My personal reactions are: horror – it was a disgusting event; sympathy for and a desire to support the French; unease – it could be us next time; anger – how dare they and do they think WE are a people who can be bullied and intimidated; determination to preserve our liberties and customs; and finally, absolute incomprehension.

There are many unanswered questions within the issue. One of the most depressing and alarming statements I have heard is that there are large sections of the Muslim population who secretly have sympathy with the aims of the terrorists. Can this be true? What proof is there of this? I can’t personally believe that our fellow citizens, enjoying the rights and privileges of being British alongside ourselves, would condone such wickedness. I believe the vast majority of our Muslim

and indeed other religious residents are decent people and as appalled at these atrocities as we are.

Governments are quick to label as ‘terrorists’ groups whose political aims are in opposition to their own policies, and while we may deplore the violence of the struggle, one can have sympathy in some cases with their cause – a united Ireland, for example, or South Africa free of apartheid and in charge of its own affairs. But there is no stated objective that we could from a judgement of in this case.

I heard George Galloway on this subject on Newsnight, talking sense for once, so you could see his formidable intelligence, his quick thinking, his skill at oratory, his indomitable courage, and you could just glimpse how great he might have been, had he only not succumbed to vanity. Undoubtedly he had much to be vain about, but sadly vanity destroys one’s judgement. He had some interesting insights, but no credible soluion . I find myself (I despise my own foolishness) listening hopefully to Cameron, Putin, Obama, the army, the police, the intelligence officers, seeking some sign that some of these experts will emerge and lead us out of this hazardous war zone we seem to have landed in. I come to the reluctant conclusion that none of them has any idea how to solve the problem.

Bombing? I don’t think bombing ever solves anything. It just lays waste to people’s homes and infrastructure, kills large sections of the civilian population who did not take any action against us; and the British population at large is not comfortable with bombing people in their country when they haven’t bombed us in ours. Over the last quarter century we’ve bombed several countries and none of these campaigns have been regarded as successful. Plus, after Blair’s fiasco, we’d need to get a UN mandate (surely Cameron would not proceed without one?) and that might be problematic.

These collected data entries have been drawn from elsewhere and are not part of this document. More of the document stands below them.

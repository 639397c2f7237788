//! Audio playback to the default output device
//!
//! The output stream drains the shared [`PlaybackBuffer`] at the device's
//! cadence, fanning the mono signal out to every native output channel.
//! Underrun policy lives in the buffer: the last played frame repeats
//! rather than going silent. Before the first frame ever arrives the sink
//! emits silence.

use cpal::traits::{DeviceTrait, StreamTrait};
use crossbeam_channel::bounded;
use std::sync::atomic::{AtomicBool, Ordering};
use std::sync::Arc;
use std::thread::{self, JoinHandle};
use std::time::Duration;

use crate::audio::buffer::PlaybackBuffer;
use crate::audio::device;
use crate::config::StreamConfig;
use crate::error::AudioError;

/// Continuous consumer of buffered frames.
pub trait OutputSink: Send {
    /// Start continuous playback draining `buffer`. Failures surface
    /// synchronously from this call.
    fn start(&mut self, buffer: Arc<PlaybackBuffer>) -> Result<(), AudioError>;

    /// Halt playback. The output thread is joined before return.
    /// Idempotent.
    fn stop(&mut self);
}

/// Playback through the default output device.
pub struct SpeakerSink {
    config: StreamConfig,
    running: Arc<AtomicBool>,
    thread_handle: Option<JoinHandle<()>>,
}

impl SpeakerSink {
    pub fn new(config: StreamConfig) -> Self {
        Self {
            config,
            running: Arc::new(AtomicBool::new(false)),
            thread_handle: None,
        }
    }

    pub fn is_running(&self) -> bool {
        self.running.load(Ordering::SeqCst)
    }

    fn reap_thread(&mut self) {
        if let Some(handle) = self.thread_handle.take() {
            let _ = handle.join();
        }
    }
}

impl OutputSink for SpeakerSink {
    fn start(&mut self, buffer: Arc<PlaybackBuffer>) -> Result<(), AudioError> {
        if self.running.load(Ordering::SeqCst) {
            return Ok(());
        }

        let running = self.running.clone();
        let running_for_loop = self.running.clone();
        let sample_rate = self.config.sample_rate;

        running.store(true, Ordering::SeqCst);

        let (ready_tx, ready_rx) = bounded::<Result<(), AudioError>>(1);

        let handle = thread::Builder::new()
            .name("speaker-sink".into())
            .spawn(move || {
                let device = match device::default_output_device() {
                    Ok(d) => d,
                    Err(e) => {
                        running.store(false, Ordering::SeqCst);
                        let _ = ready_tx.send(Err(e));
                        return;
                    }
                };

                let stream_config = match device::output_stream_config(&device, sample_rate) {
                    Ok(c) => c,
                    Err(e) => {
                        running.store(false, Ordering::SeqCst);
                        let _ = ready_tx.send(Err(e));
                        return;
                    }
                };
                let channels = stream_config.channels as usize;

                let running_in_callback = running.clone();
                let mut current: Vec<f32> = Vec::new();
                let mut pos = 0usize;

                let stream = device.build_output_stream(
                    &stream_config,
                    move |out: &mut [f32], _: &cpal::OutputCallbackInfo| {
                        if !running_in_callback.load(Ordering::Relaxed) {
                            out.fill(0.0);
                            return;
                        }
                        for slot in out.chunks_mut(channels) {
                            if pos >= current.len() {
                                match buffer.next_frame() {
                                    Some(frame) if !frame.is_empty() => {
                                        current = frame.samples;
                                        pos = 0;
                                    }
                                    _ => {
                                        for sample in slot.iter_mut() {
                                            *sample = 0.0;
                                        }
                                        continue;
                                    }
                                }
                            }
                            let sample = current[pos];
                            pos += 1;
                            for out_sample in slot.iter_mut() {
                                *out_sample = sample;
                            }
                        }
                    },
                    move |err| {
                        tracing::warn!("output stream error: {}", err);
                    },
                    None,
                );

                match stream {
                    Ok(stream) => {
                        if let Err(e) = stream.play() {
                            running.store(false, Ordering::SeqCst);
                            let _ = ready_tx.send(Err(AudioError::StreamFailed(e.to_string())));
                            return;
                        }
                        let _ = ready_tx.send(Ok(()));

                        // Keep the thread alive while running; dropping the
                        // stream on exit halts the device callback.
                        while running_for_loop.load(Ordering::Relaxed) {
                            thread::sleep(Duration::from_millis(10));
                        }
                    }
                    Err(e) => {
                        running.store(false, Ordering::SeqCst);
                        let _ = ready_tx.send(Err(AudioError::StreamFailed(e.to_string())));
                    }
                }
            })
            .map_err(|e| AudioError::StreamFailed(e.to_string()))?;

        self.thread_handle = Some(handle);

        match ready_rx.recv() {
            Ok(Ok(())) => Ok(()),
            Ok(Err(e)) => {
                self.reap_thread();
                Err(e)
            }
            Err(_) => {
                self.running.store(false, Ordering::SeqCst);
                self.reap_thread();
                Err(AudioError::StreamFailed(
                    "output thread exited before start".into(),
                ))
            }
        }
    }

    fn stop(&mut self) {
        self.running.store(false, Ordering::SeqCst);
        self.reap_thread();
    }
}

impl Drop for SpeakerSink {
    fn drop(&mut self) {
        self.stop();
    }
}
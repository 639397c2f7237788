//! Playback jitter buffer
//!
//! Reconstructs a continuous stream from a packet flow with no ordering
//! or delivery guarantee. Frames queue in arrival order; the output side
//! drains from the head at the frame cadence. A full queue evicts the
//! oldest unplayed frame so latency stays bounded; an empty queue repeats
//! the last played frame so playback never drops out.

use crossbeam::queue::ArrayQueue;
use parking_lot::Mutex;
use std::sync::atomic::{AtomicU64, Ordering};

use crate::audio::frame::AudioFrame;

/// Bounded arrival-order queue between the mesh delivery thread and the
/// audio output thread.
pub struct PlaybackBuffer {
    queue: ArrayQueue<AudioFrame>,
    /// Touched only by the output thread; held for a clone.
    last_played: Mutex<Option<AudioFrame>>,
    enqueued: AtomicU64,
    evicted: AtomicU64,
    underruns: AtomicU64,
}

impl PlaybackBuffer {
    /// Buffer holding at most `capacity` frames (the jitter budget).
    pub fn new(capacity: usize) -> Self {
        Self {
            queue: ArrayQueue::new(capacity),
            last_played: Mutex::new(None),
            enqueued: AtomicU64::new(0),
            evicted: AtomicU64::new(0),
            underruns: AtomicU64::new(0),
        }
    }

    /// Queue a decoded frame at the tail.
    ///
    /// When the buffer is full the oldest queued frame is evicted to admit
    /// the new one (drop-oldest backpressure). Never blocks.
    pub fn enqueue(&self, frame: AudioFrame) {
        self.enqueued.fetch_add(1, Ordering::Relaxed);
        if self.queue.force_push(frame).is_some() {
            self.evicted.fetch_add(1, Ordering::Relaxed);
        }
    }

    /// Take the next frame to play.
    ///
    /// An empty buffer repeats the most recently played frame (counted as
    /// an underrun). Returns `None` only before any frame has ever been
    /// played; the sink emits silence for that gap.
    pub fn next_frame(&self) -> Option<AudioFrame> {
        match self.queue.pop() {
            Some(frame) => {
                *self.last_played.lock() = Some(frame.clone());
                Some(frame)
            }
            None => {
                let last = self.last_played.lock().clone();
                if last.is_some() {
                    self.underruns.fetch_add(1, Ordering::Relaxed);
                }
                last
            }
        }
    }

    /// Frames currently queued
    pub fn len(&self) -> usize {
        self.queue.len()
    }

    pub fn is_empty(&self) -> bool {
        self.queue.is_empty()
    }

    pub fn capacity(&self) -> usize {
        self.queue.capacity()
    }

    /// Counter snapshot
    pub fn stats(&self) -> PlaybackStats {
        PlaybackStats {
            queued: self.queue.len(),
            capacity: self.queue.capacity(),
            enqueued: self.enqueued.load(Ordering::Relaxed),
            evicted: self.evicted.load(Ordering::Relaxed),
            underruns: self.underruns.load(Ordering::Relaxed),
        }
    }
}

/// Playback buffer statistics
#[derive(Debug, Clone)]
pub struct PlaybackStats {
    pub queued: usize,
    pub capacity: usize,
    pub enqueued: u64,
    pub evicted: u64,
    pub underruns: u64,
}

Boots on the ground. I think Cameron should by now realise that the country is extremely unwilling to put the lives of our own men at risk in a country far from our shores. The enemy would have to be at the gate. Of course in a sense the enemy is already within our gates, but your man in the street, who in spite of being thought of by politicians as the great unwashed and ignorant, exhibits considerable sense and sound judgement, does not believe that sending troops to fight in other countries will enhance our security at home.

A policy of shoot to kill. Obviously if our policemen or soldiers are facing a terrorist on his murderous spree, they do need to shoot to kill, both to preserve the lives of our citizens caught up in the event, and that of themselves and their colleagues. The problem is that the nature of terrorism means that these events rise up out of the blue, so our defendants do not have time to collect their arms and their authority. They must be prepared at all times. But having a carte blanche shoot-to-kill policy can lead to grave miscarriages of justice, and once an innocent person is dead, there is no restitution can be made to him in this world. This is a grave matter, and not a trifling issue which can be sacrificed in a spirit of needs must.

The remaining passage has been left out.